Saurabh Malik
Tribune News Service
Chandigarh, March 29
More than 10 years after the services of a Civil Judge (Junior Division) were dispensed with, the judicial officer, Amrish Kumar Jain, has been reinstated. The order came following the filing of a contempt petition nearly five months after the Punjab and Haryana High Court not only directed his reinstatement, but also found faults with two of its Judges and its own administrative decision.
As the contempt petition for non-compliance of order dated October 3, last year, came up for hearing before Justice Nirmaljit Kaur, Punjab state counsel placed on record order dated March 8. Among other things, it said the petitioner had been reinstated on his original post with all consequential benefits. Justice Nirmaljit Kaur directed the forwarding of the order to the High Court Registrar-General, with a request for issuing Jain’s posting order immediately.
Allowing Amrish Kumar Jain’s petition with “all consequential benefits”, a Division Bench had asserted that Jalandhar’s then District and Sessions Judge Gurdev Singh, who went on to become a HC Judge, was apparently not happy with the petitioner. He submitted a detailed report “in several annexures” to the Administrative Judge to make him biased.

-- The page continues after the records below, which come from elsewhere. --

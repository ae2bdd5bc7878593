//! Implements the Display trait for the various types, so they output
//! in `dig` style.

use crate::types::Class;
use crate::Record;
use crate::Resource;
use crate::MX;
use std::fmt;

impl fmt::Display for Resource {
    fn fmt(&self, f: &mut fmt::Formatter<'_>) -> fmt::Result {
        match self {
            Resource::A(ip) => ip.fmt(f),
            Resource::AAAA(ip) => ip.fmt(f),

            Resource::NS(name) => name.fmt(f),
            Resource::CNAME(name) => name.fmt(f),

            Resource::MX(mx) => mx.fmt(f),
        }
    }
}

impl fmt::Display for MX {
    fn fmt(&self, f: &mut fmt::Formatter) -> fmt::Result {
        // "10 aspmx.l.google.com"
        write!(
            f,
            "{preference} {exchange}",
            preference = self.preference,
            exchange = self.exchange,
        )
    }
}

impl fmt::Display for Record {
    fn fmt(&self, f: &mut fmt::Formatter) -> fmt::Result {
        write!(
            f,
            "{name:<20} {ttl:>4} {class:4} {rtype:6} {resource}",
            name = self.name,
            ttl = self.ttl.as_secs(),
            class = Class::Internet.to_string(),
            rtype = self.r#type().to_string(),
            resource = self.resource,
        )
    }
}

The Administrative Judge, elevated to the Supreme Court subsequently, relied upon the then District and Sessions Judge’s report to record an adverse annual confidential report “without critically examining the background and facts”.
Jain, in his petition filed in 2009 through senior advocate Puneet Jindal, was seeking the quashing of adverse ACR, dated June 9, 2008, and order, dated November 26, 2008, whereby his services as a member of the Punjab Civil Services (Judicial Branch), were dispensed with.